Full List of Participants

 

Charlottetown Conference (September 1-9, 1864)

Province of Canada: George Brown, Alexander Campbell, George-Étienne Cartier, Alexander Galt, Hector Langevin, John A. Macdonald, William McDougall, Thomas D'Arcy McGee.

New Brunswick: Edward Barron. Chandler, John Hamilton. Gray, John Mercer Johnson, William Henry Steeves, Samuel L.Tilley. [see http://www.gov.nb.ca/legis/fathers.htm ]

Nova Scotia: Adams G. Archibald, Robert Barry Dickey, William Alexander Henry, Jonathan McCully, Charles Tupper.

Prince Edward Island:, George Coles, John Hamilton Gray, Andrew Archibald Macdonald, Edward Palmer, William Henry Pope.

 

Quebec Conference (October 10-27, 1864)

Those named above were joined by:

Province of Canada, Jean-Charles Chapais, James Cockburn, Oliver Mowat, Sir Étienne P. Taché.

New Brunswick: Charles Fisher, Peter Mitchell.

Prince Edward Island: Thomas Heath Haviland, Edward Whelan.

Newfoundland: Frederic Carter, Ambrose Shea.London Conference (December 1866-February 1867)

 

London Conference (December 1866-February 1867)

Some of the above did not attend, and there were three new delegates: for Canada: William Pierce Howland; for Nova Scotia: John William Ritchie; and for New Brunswick: Robert Duncan Wilmot.

 

For Further Reading

The National Library of Canada provides a comprehensive bibliography concerning Confederation on their web site. Please visit: www.nlc-bnc.ca/confed/biblio.htm

 

LEXICON


Fenians

Members of a movement initiated in 1857 by Irish-Americans to secure Irish independence from Britain. The movement was divided into 2 factions, one favouring an uprising in Ireland, and another led by William Roberts, intent on invading Canada.
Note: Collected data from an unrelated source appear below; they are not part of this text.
fn math(function: &str, args: &[Value]) -> Option<Value> {
    let x = to_number(&arg(args, 0));
    let n = match function {
        "floor" => x.floor(),
        "ceil" => x.ceil(),
        "round" => (x + 0.5).floor(),
        "trunc" => x.trunc(),
        "abs" => x.abs(),
        "sqrt" => x.sqrt(),
        "pow" => x.powf(to_number(&arg(args, 1))),
        "min" => args
            .iter()
            .map(to_number)
            .fold(f64::INFINITY, |acc, v| if acc.is_nan() || v.is_nan() { f64::NAN } else { acc.min(v) }),
        "max" => args
            .iter()
            .map(to_number)
            .fold(f64::NEG_INFINITY, |acc, v| if acc.is_nan() || v.is_nan() { f64::NAN } else { acc.max(v) }),
        _ => return None,
    };
    Some(Value::number(n))
}

fn parse_int(text: &str, radix: Option<&Value>) -> f64 {
    let mut s = text.trim_start();
    let negative = s.starts_with('-');
    if negative || s.starts_with('+') {
        s = &s[1..];
    }

    let mut radix = radix.map(to_number).filter(|r| !r.is_nan() && *r != 0.0).map_or(0, |r| r as u32);
    if (radix == 0 || radix == 16) && (s.starts_with("0x") || s.starts_with("0X")) {
        s = &s[2..];
        radix = 16;
    }
    if radix == 0 {
        radix = 10;
    }
    if !(2..=36).contains(&radix) {
        return f64::NAN;
    }

    let mut value = 0.0;
    let mut any = false;
    for digit in s.chars().map_while(|c| c.to_digit(radix)) {
        value = value * radix as f64 + digit as f64;
        any = true;
    }
    match (any, negative) {
        (false, _) => f64::NAN,
        (true, true) => -value,
        (true, false) => value,
    }
}

fn parse_float(text: &str) -> f64 {
    let s = text.trim_start();
    let bytes = s.as_bytes();
    let mut end = 0;
    if matches!(bytes.first(), Some(b'+' | b'-')) {
        end = 1;
    }
    if s[end..].starts_with("Infinity") {
        return if s.starts_with('-') { f64::NEG_INFINITY } else { f64::INFINITY };
    }
    let digits_start = end;
    while end < bytes.len() && bytes[end].is_ascii_digit() {
        end += 1;
    }
    if end < bytes.len() && bytes[end] == b'.' {
        end += 1;
        while end < bytes.len() && bytes[end].is_ascii_digit() {
            end += 1;
        }
    }
    if end == digits_start || &s[digits_start..end] == "." {
        return f64::NAN;
    }
    if end < bytes.len() && matches!(bytes[end], b'e' | b'E') {
        let mut exp = end + 1;
        if matches!(bytes.get(exp), Some(b'+' | b'-')) {
            exp += 1;
        }
        if bytes.get(exp).is_some_and(u8::is_ascii_digit) {
            end = exp;
            while end < bytes.len() && bytes[end].is_ascii_digit() {
                end += 1;
            }
        }
    }
    s[..end].parse().unwrap_or(f64::NAN)
}

fn object_listing(path: &str, object: &Value) -> Value {
    let Value::Map(map) = object else {
        return Value::list(Vec::new());
    };
    let map = map.read();
    let items = map
        .iter()
        .map(|(key, value)| match path {
            "Object.keys" => Value::from(key.as_str()),
            "Object.values" => value.clone(),
            _ => Value::list(vec![Value::from(key.as_str()), value.clone()]),
        })
        .collect();
    Value::list(items)
}

/// JSON form of a value. `None` for values JSON cannot hold (`undefined`,
/// functions), which objects omit and lists render as `null`.
fn to_json(value: &Value) -> Option<serde_json::Value> {
    Some(match value {
        Value::Undefined | Value::HostRef(_) | Value::Function(_) => return None,
        Value::Null => serde_json::Value::Null,
        Value::Bool(b) => serde_json::Value::Bool(*b),
        Value::Int(i) => serde_json::Value::from(*i),
        Value::Number(n) => serde_json::Number::from_f64(*n)
            .map(serde_json::Value::Number)
            .unwrap_or(serde_json::Value::Null),
        Value::Str(s) => serde_json::Value::String(s.to_string()),
        Value::List(items) => serde_json::Value::Array(
            items
                .read()
                .iter()
                .map(|item| to_json(item).unwrap_or(serde_json::Value::Null))
                .collect(),
        ),
        Value::Map(map) => serde_json::Value::Object(
            map.read()
                .iter()
                .filter_map(|(key, value)| to_json(value).map(|v| (key.clone(), v)))
                .collect(),
        ),
    })
}

fn from_json(json: serde_json::Value) -> Value {
    match json {
        serde_json::Value::Null => Value::Null,
        serde_json::Value::Bool(b) => Value::Bool(b),
        serde_json::Value::Number(n) => match n.as_i64() {
            Some(i) => Value::Int(i),
            None => Value::number(n.as_f64().unwrap_or(f64::NAN)),
        },
        serde_json::Value::String(s) => Value::from(s),
        serde_json::Value::Array(items) => Value::list(items.into_iter().map(from_json).collect()),
        serde_json::Value::Object(entries) => Value::map(
            entries
                .into_iter()
                .map(|(key, value)| (key, from_json(value)))
                .collect::<IndexMap<_, _>>(),
        ),
    }
}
The Fenians launched several small and unsuccessful raids on Canadian border communities in the 1860s.

Institut Canadien

A centre founded by young French Canadian intellectuals in Montreal in 1844. It was intended to encourage French culture and patriotism. Originally intended to be a predominantly cultural organization, it quickly became an important political voice.

Political Deadlock

The Act of Union, which came into effect in 1841, joined Upper and Lower Canada (what is currently Ontario and Quebec) into a single province with one Parliament. Seats in that legislature were divided more or less equally between Upper and Lower Canadian representatives. While this ensured that the interests of both communities were balanced, it also created political tensions as the two parts of the province advocated different priorities.
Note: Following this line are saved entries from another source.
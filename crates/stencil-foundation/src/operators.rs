//! Script operators and their evaluation.
//!
//! The operator enums are shared by the AST, the bytecode compiler and both
//! engines. Evaluation lives here too, so the interpreter and the VM cannot
//! drift apart on coercion.

use serde::{Deserialize, Serialize};
use std::cmp::Ordering;
use std::fmt;

use crate::coercion::{
    compare, loose_equals, strict_equals, to_boolean, to_display_string, to_int32, to_number,
};
use crate::value::Value;

/// Binary operators with both operands evaluated eagerly.
#[derive(Debug, Clone, Copy, PartialEq, Eq, Hash, Serialize, Deserialize)]
pub enum BinaryOp {
    /// `a + b` (numeric addition or string concatenation).
    Add,
    /// `a - b`.
    Sub,
    /// `a * b`.
    Mul,
    /// `a / b`.
    Div,
    /// `a % b`.
    Mod,
    /// `a == b`.
    Eq,
    /// `a != b`.
    Ne,
    /// `a === b`.
    StrictEq,
    /// `a !== b`.
    StrictNe,
    /// `a < b`.
    Lt,
    /// `a <= b`.
    Le,
    /// `a > b`.
    Gt,
    /// `a >= b`.
    Ge,
    /// `a & b`.
    BitAnd,
    /// `a | b`.
    BitOr,
    /// `a ^ b`.
    BitXor,
    /// `a << b`.
    Shl,
    /// `a >> b`.
    Shr,
    /// `a >>> b`.
    UShr,
}

impl BinaryOp {
    /// Source spelling.
    pub fn symbol(self) -> &'static str {
        match self {
            BinaryOp::Add => "+",
            BinaryOp::Sub => "-",
            BinaryOp::Mul => "*",
            BinaryOp::Div => "/",
            BinaryOp::Mod => "%",
            BinaryOp::Eq => "==",
            BinaryOp::Ne => "!=",
            BinaryOp::StrictEq => "===",
            BinaryOp::StrictNe => "!==",
            BinaryOp::Lt => "<",
            BinaryOp::Le => "<=",
            BinaryOp::Gt => ">",
            BinaryOp::Ge => ">=",
            BinaryOp::BitAnd => "&",
            BinaryOp::BitOr => "|",
            BinaryOp::BitXor => "^",
            BinaryOp::Shl => "<<",
            BinaryOp::Shr => ">>",
            BinaryOp::UShr => ">>>",
        }
    }
}

impl fmt::Display for BinaryOp {
    fn fmt(&self, f: &mut fmt::Formatter<'_>) -> fmt::Result {
        f.write_str(self.symbol())
    }
}

/// Short-circuiting operators.
#[derive(Debug, Clone, Copy, PartialEq, Eq, Hash, Serialize, Deserialize)]
pub enum LogicalOp {
    /// `a && b`.
    And,
    /// `a || b`.
    Or,
}

/// Prefix unary operators.
#[derive(Debug, Clone, Copy, PartialEq, Eq, Hash, Serialize, Deserialize)]
pub enum UnaryOp {
    /// `-x`.
    Neg,
    /// `+x`.
    Plus,
    /// `!x`.
    Not,
    /// `~x`.
    BitNot,
    /// `typeof x`.
    Typeof,
}

/// `++` and `--`, prefix or postfix.
#[derive(Debug, Clone, Copy, PartialEq, Eq, Hash, Serialize, Deserialize)]
pub enum UpdateOp {
    Increment,
    Decrement,
}

impl UpdateOp {
    /// The updated value of `current`.
    pub fn apply(self, current: &Value) -> Value {
        let delta = match self {
            UpdateOp::Increment => 1,
            UpdateOp::Decrement => -1,
        };
        apply_binary(
            BinaryOp::Add,
            &apply_unary(UnaryOp::Plus, current),
            &Value::Int(delta),
        )
    }
}

/// Assignment operators (`=`, `+=`, ...).
#[derive(Debug, Clone, Copy, PartialEq, Eq, Hash, Serialize, Deserialize)]
pub enum AssignOp {
    Assign,
    Add,
    Sub,
    Mul,
    Div,
    Mod,
}

impl AssignOp {
    /// The binary operator a compound assignment applies, `None` for `=`.
    pub fn binary(self) -> Option<BinaryOp> {
        match self {
            AssignOp::Assign => None,
            AssignOp::Add => Some(BinaryOp::Add),
            AssignOp::Sub => Some(BinaryOp::Sub),
            AssignOp::Mul => Some(BinaryOp::Mul),
            AssignOp::Div => Some(BinaryOp::Div),
            AssignOp::Mod => Some(BinaryOp::Mod),
        }
    }

    /// Source spelling.
    pub fn symbol(self) -> &'static str {
        match self {
            AssignOp::Assign => "=",
            AssignOp::Add => "+=",
            AssignOp::Sub => "-=",
            AssignOp::Mul => "*=",
            AssignOp::Div => "/=",
            AssignOp::Mod => "%=",
        }
    }
}

/// Apply an eager binary operator.
///
/// Never fails: incompatible operands coerce (usually to `NaN` or a string)
/// the way scripts expect.
pub fn apply_binary(op: BinaryOp, left: &Value, right: &Value) -> Value {
    if let (Value::Int(a), Value::Int(b)) = (left, right)
        && let Some(result) = apply_int(op, *a, *b)
    {
        return result;
    }

    match op {
        BinaryOp::Add => {
            if is_concatenating(left) || is_concatenating(right) {
                let mut s = to_display_string(left);
                s.push_str(&to_display_string(right));
                Value::from(s)
            } else {
                Value::number(to_number(left) + to_number(right))
            }
        }
        BinaryOp::Sub => Value::number(to_number(left) - to_number(right)),
        BinaryOp::Mul => Value::number(to_number(left) * to_number(right)),
        BinaryOp::Div => Value::number(to_number(left) / to_number(right)),
        BinaryOp::Mod => Value::number(to_number(left) % to_number(right)),
        BinaryOp::Eq => Value::Bool(loose_equals(left, right)),
        BinaryOp::Ne => Value::Bool(!loose_equals(left, right)),
        BinaryOp::StrictEq => Value::Bool(strict_equals(left, right)),
        BinaryOp::StrictNe => Value::Bool(!strict_equals(left, right)),
        BinaryOp::Lt => Value::Bool(matches!(compare(left, right), Some(Ordering::Less))),
        BinaryOp::Le => Value::Bool(matches!(
            compare(left, right),
            Some(Ordering::Less | Ordering::Equal)
        )),
        BinaryOp::Gt => Value::Bool(matches!(compare(left, right), Some(Ordering::Greater))),
        BinaryOp::Ge => Value::Bool(matches!(
            compare(left, right),
            Some(Ordering::Greater | Ordering::Equal)
        )),
        BinaryOp::BitAnd => Value::Int((to_int32(left) & to_int32(right)) as i64),
        BinaryOp::BitOr => Value::Int((to_int32(left) | to_int32(right)) as i64),
        BinaryOp::BitXor => Value::Int((to_int32(left) ^ to_int32(right)) as i64),
        BinaryOp::Shl => {
            let shift = (to_int32(right) as u32) & 31;
            Value::Int(to_int32(left).wrapping_shl(shift) as i64)
        }
        BinaryOp::Shr => {
            let shift = (to_int32(right) as u32) & 31;
            Value::Int((to_int32(left) >> shift) as i64)
        }
        BinaryOp::UShr => {
            let shift = (to_int32(right) as u32) & 31;
            Value::Int(((to_int32(left) as u32) >> shift) as i64)
        }
    }
}

/// Integer fast path for arithmetic and comparison.
///
/// Returns `None` for operators that have no dedicated integer form; the VM's
/// `*Int` opcodes go through here, and so does [`apply_binary`] whenever both
/// operands are integral, so the two paths agree.
pub fn apply_int(op: BinaryOp, a: i64, b: i64) -> Option<Value> {
    let value = match op {
        BinaryOp::Add => a
            .checked_add(b)
            .map(Value::Int)
            .unwrap_or_else(|| Value::number(a as f64 + b as f64)),
        BinaryOp::Sub => a
            .checked_sub(b)
            .map(Value::Int)
            .unwrap_or_else(|| Value::number(a as f64 - b as f64)),
        BinaryOp::Mul => a
            .checked_mul(b)
            .map(Value::Int)
            .unwrap_or_else(|| Value::number(a as f64 * b as f64)),
        BinaryOp::Div => Value::number(a as f64 / b as f64),
        BinaryOp::Mod => {
            if b == 0 {
                Value::Number(f64::NAN)
            } else {
                Value::Int(a.wrapping_rem(b))
            }
        }
        BinaryOp::Eq | BinaryOp::StrictEq => Value::Bool(a == b),
        BinaryOp::Ne | BinaryOp::StrictNe => Value::Bool(a != b),
        BinaryOp::Lt => Value::Bool(a < b),
        BinaryOp::Le => Value::Bool(a <= b),
        BinaryOp::Gt => Value::Bool(a > b),
        BinaryOp::Ge => Value::Bool(a >= b),
        _ => return None,
    };
    Some(value)
}

/// Apply a prefix unary operator.
pub fn apply_unary(op: UnaryOp, operand: &Value) -> Value {
    match op {
        UnaryOp::Neg => match operand {
            Value::Int(i) if *i != 0 => i
                .checked_neg()
                .map(Value::Int)
                .unwrap_or_else(|| Value::number(-(*i as f64))),
            other => Value::number(-to_number(other)),
        },
        UnaryOp::Plus => match operand {
            Value::Int(i) => Value::Int(*i),
            other => Value::number(to_number(other)),
        },
        UnaryOp::Not => Value::Bool(!to_boolean(operand)),
        UnaryOp::BitNot => Value::Int(!to_int32(operand) as i64),
        UnaryOp::Typeof => Value::from(operand.type_name()),
    }
}

fn is_concatenating(value: &Value) -> bool {
    matches!(
        value,
        Value::Str(_) | Value::List(_) | Value::Map(_) | Value::Function(_)
    )
}

#[cfg(test)]
mod tests {
    use super::*;

    #[test]
    fn add_concatenates_when_either_side_is_a_string() {
        let v = apply_binary(BinaryOp::Add, &Value::from("a"), &Value::Int(1));
        assert_eq!(v.as_str(), Some("a1"));
        let v = apply_binary(BinaryOp::Add, &Value::Int(1), &Value::from("2"));
        assert_eq!(v.as_str(), Some("12"));
    }

    #[test]
    fn integral_results_collapse() {
        let v = apply_binary(BinaryOp::Add, &Value::Number(1.5), &Value::Number(1.5));
        assert!(matches!(v, Value::Int(3)));
        let v = apply_binary(BinaryOp::Div, &Value::Int(7), &Value::Int(2));
        assert!(matches!(v, Value::Number(n) if n == 3.5));
        let v = apply_binary(BinaryOp::Div, &Value::Int(6), &Value::Int(3));
        assert!(matches!(v, Value::Int(2)));
    }

    #[test]
    fn int_overflow_falls_back_to_float() {
        let v = apply_binary(BinaryOp::Mul, &Value::Int(i64::MAX), &Value::Int(2));
        assert!(matches!(v, Value::Number(_)));
    }

    #[test]
    fn modulo_by_zero_is_nan() {
        let v = apply_binary(BinaryOp::Mod, &Value::Int(5), &Value::Int(0));
        assert!(matches!(v, Value::Number(n) if n.is_nan()));
        let v = apply_binary(BinaryOp::Mod, &Value::Int(-7), &Value::Int(3));
        assert!(matches!(v, Value::Int(-1)));
    }

    #[test]
    fn int_fast_path_matches_generic_path() {
        for op in [BinaryOp::Add, BinaryOp::Sub, BinaryOp::Lt, BinaryOp::Ge, BinaryOp::Eq] {
            let fast = apply_int(op, 4, 9).unwrap();
            let generic = apply_binary(op, &Value::Number(4.0), &Value::Number(9.0));
            assert!(fast.is_identical(&generic), "{op}");
        }
        assert!(apply_int(BinaryOp::BitAnd, 1, 1).is_none());
    }

    #[test]
    fn string_comparison_is_lexicographic() {
        let v = apply_binary(BinaryOp::Lt, &Value::from("apple"), &Value::from("banana"));
        assert!(matches!(v, Value::Bool(true)));
        let v = apply_binary(BinaryOp::Lt, &Value::from("10"), &Value::Int(9));
        assert!(matches!(v, Value::Bool(false)));
    }

    #[test]
    fn bitwise_and_shifts() {
        let v = apply_binary(BinaryOp::UShr, &Value::Int(-1), &Value::Int(28));
        assert!(matches!(v, Value::Int(15)));
        let v = apply_binary(BinaryOp::Shl, &Value::Int(1), &Value::Int(4));
        assert!(matches!(v, Value::Int(16)));
        assert!(matches!(apply_unary(UnaryOp::BitNot, &Value::Int(0)), Value::Int(-1)));
    }

    #[test]
    fn update_ops() {
        assert!(matches!(UpdateOp::Increment.apply(&Value::Int(1)), Value::Int(2)));
        assert!(matches!(UpdateOp::Decrement.apply(&Value::from("3")), Value::Int(2)));
        assert!(matches!(UpdateOp::Increment.apply(&Value::Undefined), Value::Number(n) if n.is_nan()));
    }

    #[test]
    fn typeof_and_not() {
        assert_eq!(apply_unary(UnaryOp::Typeof, &Value::Int(1)).as_str(), Some("number"));
        assert!(matches!(apply_unary(UnaryOp::Not, &Value::from("")), Value::Bool(true)));
    }
}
Mistrust and incessant political squabbling created virtual deadlock in the Provincial parliament by the early 1860s. Successive governments found it difficult if not impossible to build consensus on key issues. By the spring of 1864 the province had had two elections and three changes of government in three years. An increasing number of people began to question the usefulness of the existing system and started looking for an alternative.

"Rep-by-pop" (Representation by population)

A policy demanded by citizens of Canada West to replace equal representation of the two Canadas in the legislature of the Province of Canada after 1850. It was felt by many in Canada West that the distribution of seats in the legislature should not be balanced equally between Canada West and Canada East, and instead should be based on population size. By the 1850s Canada West had a growing population lead over the largely French-speaking eastern section.

Responsible Government

In the Canadian context, responsible government means that the government can only govern so long as it has the confidence of the majority of the House of Commons. Citizens exercise influence over the government by electing representatives to the House. Responsible government was achieved in Nova Scotia in January 1848 and in the Canadas in March 1848.

St-Jean-Baptiste Society

A French Canada patriotic association founded in 1834 in order to increase pride among Francophones for their culture and language.